Poética oculta dos sábados

Alê Bragion

 

Não fosse sábado e eu lhe diria o que penso, o que sinto e o que sei entre o que sou e o que é instinto. Talvez eu recitasse poemas sem pensar nas penas dos que não me gostam. Afinal, o que me pagam esses do mal no ora veja? Pois. Recito no quando quero o meu sempre louvado esteja. E que assim seja! E faço versos. E conto. E narro. Porque é sábado – e porque se não fosse, em verdade em verdade vos digo, a poesia e eu estaríamos em perigo.

Amo os pés da poesia nas noites de sexta que só fazem gotejar, minuto a minuto, o anseio dos sábados. Pés de métrica fixa sobre as calçadas falsas-francesas do meu bairro pobre – toc, toc, toc. Pés que eu dia também versei como se fossem parte da minha poética própria e noturna a se exibir solitária que sozinha sobre a via: o “te pas, enfant du mon silence, saintment, sacratmant, place” que um dia aprendi lendo Valery sem Marselhesa. Ai! Confesso! Amo os pés da poesia, sem pés e sem cabeça, postados no meio do desejo e da fome de minha mesa.
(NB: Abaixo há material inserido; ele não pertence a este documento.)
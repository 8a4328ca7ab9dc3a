use chrono::{DateTime, Duration, Utc};

use crate::core::unit::DegreeCelsius;

use super::engine::SETPOINT_EPSILON;

/// Tracks the single manual-override window. At most one window exists at a
/// time; observing a new deviating setpoint restarts it instead of stacking.
///
/// The tracker starts with a window anchored at process start: until proven
/// otherwise, the setpoint found on the device is assumed to be a recent human
/// choice and automatic control stays suspended for the configured duration.
#[derive(Debug, Clone)]
pub struct OverrideTracker {
    window: Option<Window>,
    duration: Duration,
}

#[derive(Debug, Clone, Copy)]
struct Window {
    since: DateTime<Utc>,
    /// The deviating setpoint this window was recorded for. None for the
    /// startup window, where the device has not been observed yet.
    setpoint: Option<DegreeCelsius>,
}

impl OverrideTracker {
    pub fn new(started_at: DateTime<Utc>, duration: Duration) -> Self {
        Self {
            window: Some(Window {
                since: started_at,
                setpoint: None,
            }),
            duration,
        }
    }

    pub fn is_active(&self, now: DateTime<Utc>) -> bool {
        match self.window {
            Some(window) => now - window.since < self.duration,
            None => false,
        }
    }

    /// End of the currently active window. None once the window has expired,
    /// an elapsed override is as good as a cleared one.
    pub fn active_until(&self, now: DateTime<Utc>) -> Option<DateTime<Utc>> {
        self.window
            .map(|window| window.since + self.duration)
            .filter(|until| now < *until)
    }

    /// Records a deviating setpoint. The window is restarted from `now` only
    /// when the device has actually moved since the window was last recorded;
    /// seeing the same deviating value again leaves the window untouched, so
    /// a parked setpoint cannot extend the override forever.
    pub fn observe_deviation(&mut self, now: DateTime<Utc>, setpoint: DegreeCelsius) {
        if let Some(window) = &mut self.window {
            match window.setpoint {
                // First observed deviation after startup. Adopt the value but
                // keep the startup anchor, the human change predates us.
                None => {
                    window.setpoint = Some(setpoint);
                    return;
                }
                Some(recorded) if recorded.approx_eq(&setpoint, SETPOINT_EPSILON) => return,
                Some(_) => {}
            }
        }

        self.window = Some(Window {
            since: now,
            setpoint: Some(setpoint),
        });
    }

    pub fn clear(&mut self) {
        self.window = None;
    }
}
Segredo é sobrenome. Toc, toc, toc – e passa por mim a poesia. E como eu a queria no hoje da manhã deste meu sábado frio. Ri-o. Rio. Riu. Quereria a poesia como magnitude potencial e temporária feita de palavras-bomba a destruírem o que não somos e a jogarem dejetos sobre as nossas próprias cabeças: explosões de ilusões e mundos ao som da quinta de Shostakovich ao fundo. (Ouçam as fanfarras, a ironia fina puxando o arado no gelo do terreiro! Pá, pá, pá-pá!). Valha-me o seu Deus! De novo, rio. Se hoje não fosse sábado eu lhe segredava meu eu – inventado – e por inteiro. (Pá, pá, pá-pá).

“O meu pai me penteou. Minha madrasta me enterrou. Pelos figos da figueira que o passarinho levou”. É sábado e não hei de falhar em me permitir tirar de mim mais uma rima – porque “ora se deu que chegou, num banguê dum meu avô…” e logo a manhã termina. É sábado, salve os pés da poesia, salve Jorge de Lima e sua flor em flor. Que mais não posso mais – nem por dever ou obrigação. Que mais não posso mais, nem para do tempo fazer canção: coração de quem me houve, de quem que ouve – lendo sem campos de sentido o que precisa ser (não) dito.

Não fosse hoje sábado eu lhe diria o que sei. Como não posso, rio do rio da métrica (poética) a poesia escandidas aos pés de quem jamais ousei.

 

Alê Bragion é cronista deste matutino desde 2017.